(WORK ORDER)
Across these entries, report how many lines include the string "Alice", with nothing but the number.

(DATA EXTRACTS)

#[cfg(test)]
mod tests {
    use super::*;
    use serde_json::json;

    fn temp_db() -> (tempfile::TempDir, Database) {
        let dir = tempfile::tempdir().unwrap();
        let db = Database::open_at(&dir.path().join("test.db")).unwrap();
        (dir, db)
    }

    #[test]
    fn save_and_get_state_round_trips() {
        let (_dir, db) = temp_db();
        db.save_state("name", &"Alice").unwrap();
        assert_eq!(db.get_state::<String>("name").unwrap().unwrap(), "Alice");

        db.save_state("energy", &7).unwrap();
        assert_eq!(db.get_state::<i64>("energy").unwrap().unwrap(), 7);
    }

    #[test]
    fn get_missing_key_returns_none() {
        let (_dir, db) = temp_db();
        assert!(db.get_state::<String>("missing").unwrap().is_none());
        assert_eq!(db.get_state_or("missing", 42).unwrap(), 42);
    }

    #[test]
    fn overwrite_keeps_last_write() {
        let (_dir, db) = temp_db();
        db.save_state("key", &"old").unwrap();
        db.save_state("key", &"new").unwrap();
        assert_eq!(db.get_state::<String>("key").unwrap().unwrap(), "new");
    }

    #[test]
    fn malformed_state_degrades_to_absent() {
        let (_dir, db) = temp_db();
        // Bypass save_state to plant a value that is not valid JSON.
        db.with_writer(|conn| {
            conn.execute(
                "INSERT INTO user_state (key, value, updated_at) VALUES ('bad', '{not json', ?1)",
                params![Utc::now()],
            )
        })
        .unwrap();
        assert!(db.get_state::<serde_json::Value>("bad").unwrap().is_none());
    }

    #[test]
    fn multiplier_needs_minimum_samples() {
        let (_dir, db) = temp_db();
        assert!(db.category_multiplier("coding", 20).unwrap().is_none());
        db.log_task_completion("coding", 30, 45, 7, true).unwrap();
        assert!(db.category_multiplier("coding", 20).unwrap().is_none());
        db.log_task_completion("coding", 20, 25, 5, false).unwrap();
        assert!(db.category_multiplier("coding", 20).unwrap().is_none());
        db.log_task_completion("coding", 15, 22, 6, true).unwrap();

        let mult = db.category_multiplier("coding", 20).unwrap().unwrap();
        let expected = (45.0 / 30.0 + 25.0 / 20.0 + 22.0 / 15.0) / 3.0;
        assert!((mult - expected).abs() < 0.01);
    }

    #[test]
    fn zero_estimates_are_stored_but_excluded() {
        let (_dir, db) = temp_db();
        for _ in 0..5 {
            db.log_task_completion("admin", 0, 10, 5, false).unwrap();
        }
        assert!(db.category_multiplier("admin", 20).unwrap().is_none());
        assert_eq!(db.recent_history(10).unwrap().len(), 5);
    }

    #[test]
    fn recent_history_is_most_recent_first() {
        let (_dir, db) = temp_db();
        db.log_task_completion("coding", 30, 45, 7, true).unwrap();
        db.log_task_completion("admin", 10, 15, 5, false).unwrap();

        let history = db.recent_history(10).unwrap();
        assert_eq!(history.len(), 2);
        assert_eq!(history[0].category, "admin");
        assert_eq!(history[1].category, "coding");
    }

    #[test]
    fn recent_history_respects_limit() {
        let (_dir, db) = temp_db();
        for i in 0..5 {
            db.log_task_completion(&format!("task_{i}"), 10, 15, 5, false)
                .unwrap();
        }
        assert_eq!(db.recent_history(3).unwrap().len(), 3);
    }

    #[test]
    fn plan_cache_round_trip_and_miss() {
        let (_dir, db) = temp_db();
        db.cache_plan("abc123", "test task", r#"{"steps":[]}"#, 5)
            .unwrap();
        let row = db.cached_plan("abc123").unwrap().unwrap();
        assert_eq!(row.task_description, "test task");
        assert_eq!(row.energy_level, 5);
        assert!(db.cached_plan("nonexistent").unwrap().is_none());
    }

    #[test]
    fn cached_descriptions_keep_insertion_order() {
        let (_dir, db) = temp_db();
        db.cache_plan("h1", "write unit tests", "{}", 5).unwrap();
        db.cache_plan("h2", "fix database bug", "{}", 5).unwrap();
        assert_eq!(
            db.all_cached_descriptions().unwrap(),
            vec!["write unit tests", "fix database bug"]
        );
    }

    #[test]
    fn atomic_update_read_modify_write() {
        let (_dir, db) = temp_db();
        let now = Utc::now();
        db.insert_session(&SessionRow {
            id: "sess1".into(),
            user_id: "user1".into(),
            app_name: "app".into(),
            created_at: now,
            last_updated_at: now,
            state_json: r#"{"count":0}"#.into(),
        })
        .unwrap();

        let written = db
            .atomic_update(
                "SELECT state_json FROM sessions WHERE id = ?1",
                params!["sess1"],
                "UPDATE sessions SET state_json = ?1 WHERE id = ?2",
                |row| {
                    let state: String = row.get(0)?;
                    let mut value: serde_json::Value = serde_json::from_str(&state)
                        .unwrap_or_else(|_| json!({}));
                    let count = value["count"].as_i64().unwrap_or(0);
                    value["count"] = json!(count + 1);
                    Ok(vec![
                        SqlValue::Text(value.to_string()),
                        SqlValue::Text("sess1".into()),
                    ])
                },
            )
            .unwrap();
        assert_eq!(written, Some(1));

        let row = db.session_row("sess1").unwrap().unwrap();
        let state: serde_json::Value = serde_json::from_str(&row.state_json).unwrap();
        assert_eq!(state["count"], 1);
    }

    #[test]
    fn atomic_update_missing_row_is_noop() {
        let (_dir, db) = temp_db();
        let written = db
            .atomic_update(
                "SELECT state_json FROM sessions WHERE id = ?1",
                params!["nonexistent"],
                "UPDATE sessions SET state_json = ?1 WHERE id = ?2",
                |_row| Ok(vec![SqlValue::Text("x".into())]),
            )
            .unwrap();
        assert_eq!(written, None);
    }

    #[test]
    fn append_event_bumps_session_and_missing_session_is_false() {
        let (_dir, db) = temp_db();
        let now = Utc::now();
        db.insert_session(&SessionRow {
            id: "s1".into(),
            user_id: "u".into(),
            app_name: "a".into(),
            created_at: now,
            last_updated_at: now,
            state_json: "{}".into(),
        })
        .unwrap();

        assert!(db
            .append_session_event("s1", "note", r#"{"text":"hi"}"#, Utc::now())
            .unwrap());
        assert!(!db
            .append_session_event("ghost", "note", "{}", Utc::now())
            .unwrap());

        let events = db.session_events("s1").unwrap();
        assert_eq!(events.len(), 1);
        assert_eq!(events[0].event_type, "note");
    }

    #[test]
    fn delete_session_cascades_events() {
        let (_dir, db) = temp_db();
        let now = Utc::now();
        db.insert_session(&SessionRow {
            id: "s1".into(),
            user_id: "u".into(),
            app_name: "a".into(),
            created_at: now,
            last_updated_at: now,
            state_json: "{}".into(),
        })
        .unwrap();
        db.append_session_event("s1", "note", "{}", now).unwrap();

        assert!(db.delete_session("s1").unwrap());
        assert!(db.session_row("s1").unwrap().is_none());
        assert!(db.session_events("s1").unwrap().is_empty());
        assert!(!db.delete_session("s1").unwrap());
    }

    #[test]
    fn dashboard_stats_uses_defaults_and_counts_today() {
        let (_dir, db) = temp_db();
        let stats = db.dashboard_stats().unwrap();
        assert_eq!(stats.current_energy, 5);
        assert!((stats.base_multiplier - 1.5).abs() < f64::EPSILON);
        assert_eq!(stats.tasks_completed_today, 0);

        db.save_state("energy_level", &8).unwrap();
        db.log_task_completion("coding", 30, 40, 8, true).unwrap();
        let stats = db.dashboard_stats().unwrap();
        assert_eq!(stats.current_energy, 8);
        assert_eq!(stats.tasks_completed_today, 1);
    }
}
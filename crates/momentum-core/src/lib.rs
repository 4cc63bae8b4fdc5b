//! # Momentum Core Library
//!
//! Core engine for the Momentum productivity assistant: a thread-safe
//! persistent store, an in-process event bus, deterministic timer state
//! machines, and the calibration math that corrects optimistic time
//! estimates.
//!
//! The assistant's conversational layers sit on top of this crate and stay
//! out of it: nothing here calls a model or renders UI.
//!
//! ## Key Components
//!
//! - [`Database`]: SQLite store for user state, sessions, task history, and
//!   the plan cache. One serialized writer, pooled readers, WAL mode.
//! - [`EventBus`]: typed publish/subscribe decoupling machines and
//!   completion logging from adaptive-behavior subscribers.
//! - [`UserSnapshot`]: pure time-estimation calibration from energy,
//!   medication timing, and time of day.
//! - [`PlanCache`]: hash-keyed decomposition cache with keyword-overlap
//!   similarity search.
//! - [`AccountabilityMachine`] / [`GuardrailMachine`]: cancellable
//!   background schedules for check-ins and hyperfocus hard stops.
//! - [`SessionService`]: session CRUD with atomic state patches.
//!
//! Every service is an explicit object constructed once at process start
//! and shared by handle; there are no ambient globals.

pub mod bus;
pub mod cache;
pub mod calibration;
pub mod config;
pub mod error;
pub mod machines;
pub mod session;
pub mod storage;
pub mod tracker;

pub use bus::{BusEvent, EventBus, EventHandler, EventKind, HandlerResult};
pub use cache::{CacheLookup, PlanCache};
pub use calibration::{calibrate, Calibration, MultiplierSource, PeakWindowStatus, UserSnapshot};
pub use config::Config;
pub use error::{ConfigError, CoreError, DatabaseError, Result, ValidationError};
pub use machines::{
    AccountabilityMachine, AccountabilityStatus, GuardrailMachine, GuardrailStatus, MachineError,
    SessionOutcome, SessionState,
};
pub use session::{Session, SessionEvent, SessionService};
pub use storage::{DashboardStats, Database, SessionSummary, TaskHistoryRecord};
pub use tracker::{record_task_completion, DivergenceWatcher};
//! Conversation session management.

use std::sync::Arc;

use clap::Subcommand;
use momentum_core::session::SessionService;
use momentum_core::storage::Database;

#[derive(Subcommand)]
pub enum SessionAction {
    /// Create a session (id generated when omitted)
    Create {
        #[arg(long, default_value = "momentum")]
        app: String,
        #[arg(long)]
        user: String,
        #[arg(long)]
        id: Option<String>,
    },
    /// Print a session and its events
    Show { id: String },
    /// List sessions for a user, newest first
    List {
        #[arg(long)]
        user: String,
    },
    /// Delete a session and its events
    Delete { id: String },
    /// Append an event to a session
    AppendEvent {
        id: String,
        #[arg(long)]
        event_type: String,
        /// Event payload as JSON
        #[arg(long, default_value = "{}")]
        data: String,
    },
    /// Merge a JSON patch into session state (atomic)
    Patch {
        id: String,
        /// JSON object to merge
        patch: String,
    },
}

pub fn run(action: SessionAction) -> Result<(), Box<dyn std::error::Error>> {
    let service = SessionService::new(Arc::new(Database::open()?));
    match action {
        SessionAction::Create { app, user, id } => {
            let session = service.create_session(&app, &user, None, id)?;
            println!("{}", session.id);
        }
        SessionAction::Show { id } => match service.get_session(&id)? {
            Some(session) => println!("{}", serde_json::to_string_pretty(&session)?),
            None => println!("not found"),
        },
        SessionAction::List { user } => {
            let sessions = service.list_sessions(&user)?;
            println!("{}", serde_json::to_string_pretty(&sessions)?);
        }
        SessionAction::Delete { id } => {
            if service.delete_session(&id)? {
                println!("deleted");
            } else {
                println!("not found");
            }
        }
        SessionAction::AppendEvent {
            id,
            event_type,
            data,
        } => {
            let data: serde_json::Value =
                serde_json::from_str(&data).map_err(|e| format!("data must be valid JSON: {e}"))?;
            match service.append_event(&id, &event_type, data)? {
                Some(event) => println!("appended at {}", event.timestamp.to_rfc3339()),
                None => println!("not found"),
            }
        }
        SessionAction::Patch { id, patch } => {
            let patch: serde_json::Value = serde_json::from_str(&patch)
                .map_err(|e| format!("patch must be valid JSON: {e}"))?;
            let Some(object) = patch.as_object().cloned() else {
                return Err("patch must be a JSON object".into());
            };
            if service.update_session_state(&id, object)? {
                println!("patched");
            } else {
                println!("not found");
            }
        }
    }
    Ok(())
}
---
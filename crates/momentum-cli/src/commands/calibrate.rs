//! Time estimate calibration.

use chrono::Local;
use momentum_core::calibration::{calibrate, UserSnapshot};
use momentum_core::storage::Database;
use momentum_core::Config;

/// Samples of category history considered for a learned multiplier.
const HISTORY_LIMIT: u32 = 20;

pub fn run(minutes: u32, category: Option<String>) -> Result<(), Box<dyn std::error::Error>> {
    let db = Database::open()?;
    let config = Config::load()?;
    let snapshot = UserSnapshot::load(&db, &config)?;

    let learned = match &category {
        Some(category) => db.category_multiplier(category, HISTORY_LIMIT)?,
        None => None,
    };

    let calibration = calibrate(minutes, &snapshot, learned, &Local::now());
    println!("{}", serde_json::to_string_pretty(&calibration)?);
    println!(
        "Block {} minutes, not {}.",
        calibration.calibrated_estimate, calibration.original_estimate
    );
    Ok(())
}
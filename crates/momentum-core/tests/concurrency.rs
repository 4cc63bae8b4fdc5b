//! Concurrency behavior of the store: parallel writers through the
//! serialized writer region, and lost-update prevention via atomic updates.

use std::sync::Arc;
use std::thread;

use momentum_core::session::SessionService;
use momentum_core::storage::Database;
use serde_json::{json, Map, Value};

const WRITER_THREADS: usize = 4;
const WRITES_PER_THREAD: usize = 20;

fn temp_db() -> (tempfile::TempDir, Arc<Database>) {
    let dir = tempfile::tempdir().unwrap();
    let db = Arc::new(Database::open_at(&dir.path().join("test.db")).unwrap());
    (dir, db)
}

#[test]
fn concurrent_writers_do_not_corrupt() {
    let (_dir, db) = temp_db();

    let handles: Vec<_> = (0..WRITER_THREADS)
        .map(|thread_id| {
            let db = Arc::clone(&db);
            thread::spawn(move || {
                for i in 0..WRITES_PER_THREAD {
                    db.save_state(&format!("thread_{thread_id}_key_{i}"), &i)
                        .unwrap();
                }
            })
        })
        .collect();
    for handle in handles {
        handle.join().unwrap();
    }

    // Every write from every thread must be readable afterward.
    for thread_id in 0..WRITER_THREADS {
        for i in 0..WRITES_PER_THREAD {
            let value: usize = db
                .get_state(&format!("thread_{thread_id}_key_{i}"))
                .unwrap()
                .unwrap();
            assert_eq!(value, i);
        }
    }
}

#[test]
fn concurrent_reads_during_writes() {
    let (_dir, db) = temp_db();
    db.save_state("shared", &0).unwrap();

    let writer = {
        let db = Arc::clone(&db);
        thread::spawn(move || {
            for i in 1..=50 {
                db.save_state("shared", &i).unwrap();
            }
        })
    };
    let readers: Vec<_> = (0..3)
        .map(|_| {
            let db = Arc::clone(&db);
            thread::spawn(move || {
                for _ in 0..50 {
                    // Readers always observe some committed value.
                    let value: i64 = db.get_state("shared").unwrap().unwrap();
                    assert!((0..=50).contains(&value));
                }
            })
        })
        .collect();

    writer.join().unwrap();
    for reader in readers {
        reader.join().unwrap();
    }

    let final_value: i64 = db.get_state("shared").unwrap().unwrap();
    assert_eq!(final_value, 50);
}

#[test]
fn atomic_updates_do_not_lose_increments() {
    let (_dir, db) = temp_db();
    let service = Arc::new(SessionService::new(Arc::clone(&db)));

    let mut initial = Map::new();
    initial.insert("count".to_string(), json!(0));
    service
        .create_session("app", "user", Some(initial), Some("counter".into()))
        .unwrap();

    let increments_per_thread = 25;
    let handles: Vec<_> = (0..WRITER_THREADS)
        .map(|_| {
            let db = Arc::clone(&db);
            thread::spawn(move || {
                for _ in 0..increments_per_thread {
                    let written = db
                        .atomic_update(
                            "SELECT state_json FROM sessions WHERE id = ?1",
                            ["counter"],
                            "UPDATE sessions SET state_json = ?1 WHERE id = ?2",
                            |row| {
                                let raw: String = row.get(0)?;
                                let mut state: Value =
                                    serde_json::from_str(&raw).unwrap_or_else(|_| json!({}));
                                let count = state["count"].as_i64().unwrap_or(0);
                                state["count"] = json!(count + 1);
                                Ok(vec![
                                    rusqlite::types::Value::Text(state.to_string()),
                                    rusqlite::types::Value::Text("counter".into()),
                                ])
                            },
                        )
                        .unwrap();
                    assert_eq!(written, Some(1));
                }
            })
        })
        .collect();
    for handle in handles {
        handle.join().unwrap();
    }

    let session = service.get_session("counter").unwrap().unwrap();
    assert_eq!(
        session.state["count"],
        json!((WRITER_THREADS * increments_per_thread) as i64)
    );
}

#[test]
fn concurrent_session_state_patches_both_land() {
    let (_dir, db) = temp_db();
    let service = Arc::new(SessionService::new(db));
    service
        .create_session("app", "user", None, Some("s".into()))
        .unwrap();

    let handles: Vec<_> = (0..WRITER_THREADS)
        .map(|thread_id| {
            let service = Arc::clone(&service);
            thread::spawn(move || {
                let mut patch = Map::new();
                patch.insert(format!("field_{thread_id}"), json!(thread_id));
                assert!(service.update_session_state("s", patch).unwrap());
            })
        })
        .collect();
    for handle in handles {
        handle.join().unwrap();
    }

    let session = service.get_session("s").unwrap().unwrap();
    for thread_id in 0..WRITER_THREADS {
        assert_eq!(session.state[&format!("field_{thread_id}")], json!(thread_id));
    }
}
...
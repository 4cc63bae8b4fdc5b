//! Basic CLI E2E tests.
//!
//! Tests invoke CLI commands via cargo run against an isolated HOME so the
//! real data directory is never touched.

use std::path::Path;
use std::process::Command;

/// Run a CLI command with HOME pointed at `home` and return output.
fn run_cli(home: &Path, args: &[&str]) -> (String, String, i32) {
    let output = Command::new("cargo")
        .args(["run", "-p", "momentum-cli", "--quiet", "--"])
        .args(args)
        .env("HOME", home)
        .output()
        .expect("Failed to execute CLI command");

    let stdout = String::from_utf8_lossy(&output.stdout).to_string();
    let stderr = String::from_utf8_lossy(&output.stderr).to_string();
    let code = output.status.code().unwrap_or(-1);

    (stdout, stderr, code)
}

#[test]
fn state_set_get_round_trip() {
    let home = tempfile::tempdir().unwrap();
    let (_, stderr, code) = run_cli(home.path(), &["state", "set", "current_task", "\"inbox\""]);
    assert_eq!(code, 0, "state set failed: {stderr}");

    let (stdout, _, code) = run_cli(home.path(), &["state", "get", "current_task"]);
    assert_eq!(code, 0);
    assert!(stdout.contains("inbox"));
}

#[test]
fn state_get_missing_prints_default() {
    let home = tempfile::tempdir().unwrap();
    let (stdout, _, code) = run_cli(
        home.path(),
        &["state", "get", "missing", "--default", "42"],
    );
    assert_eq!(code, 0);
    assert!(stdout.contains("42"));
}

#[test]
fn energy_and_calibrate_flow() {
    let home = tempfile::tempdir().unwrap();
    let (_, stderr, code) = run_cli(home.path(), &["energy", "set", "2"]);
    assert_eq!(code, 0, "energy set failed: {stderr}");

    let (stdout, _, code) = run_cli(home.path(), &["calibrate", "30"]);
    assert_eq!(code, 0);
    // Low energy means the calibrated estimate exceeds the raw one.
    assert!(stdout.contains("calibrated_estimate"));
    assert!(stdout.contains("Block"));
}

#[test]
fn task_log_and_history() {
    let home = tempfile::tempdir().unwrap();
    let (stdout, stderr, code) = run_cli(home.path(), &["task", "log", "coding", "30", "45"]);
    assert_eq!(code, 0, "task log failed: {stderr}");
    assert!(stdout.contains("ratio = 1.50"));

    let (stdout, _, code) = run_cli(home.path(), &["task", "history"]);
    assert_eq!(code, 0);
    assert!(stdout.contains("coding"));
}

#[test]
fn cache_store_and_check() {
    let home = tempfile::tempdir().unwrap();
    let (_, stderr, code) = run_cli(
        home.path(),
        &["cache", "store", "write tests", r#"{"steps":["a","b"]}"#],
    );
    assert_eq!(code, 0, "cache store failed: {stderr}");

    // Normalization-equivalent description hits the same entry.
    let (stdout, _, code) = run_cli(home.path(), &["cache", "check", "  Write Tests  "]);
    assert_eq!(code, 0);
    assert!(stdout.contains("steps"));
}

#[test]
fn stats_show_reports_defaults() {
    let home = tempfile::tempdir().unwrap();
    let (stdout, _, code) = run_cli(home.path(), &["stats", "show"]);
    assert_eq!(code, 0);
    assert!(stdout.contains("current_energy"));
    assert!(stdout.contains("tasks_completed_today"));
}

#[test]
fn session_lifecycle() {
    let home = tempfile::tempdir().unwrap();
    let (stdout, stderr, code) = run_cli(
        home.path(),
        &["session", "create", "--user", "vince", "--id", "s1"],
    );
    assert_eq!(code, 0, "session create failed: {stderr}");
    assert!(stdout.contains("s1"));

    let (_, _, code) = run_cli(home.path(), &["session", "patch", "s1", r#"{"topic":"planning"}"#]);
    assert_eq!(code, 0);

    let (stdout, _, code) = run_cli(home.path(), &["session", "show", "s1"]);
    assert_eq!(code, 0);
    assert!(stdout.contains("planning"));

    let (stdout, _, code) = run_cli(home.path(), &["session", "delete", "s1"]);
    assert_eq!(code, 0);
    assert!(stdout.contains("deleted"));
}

(RESPONSE AREA)
2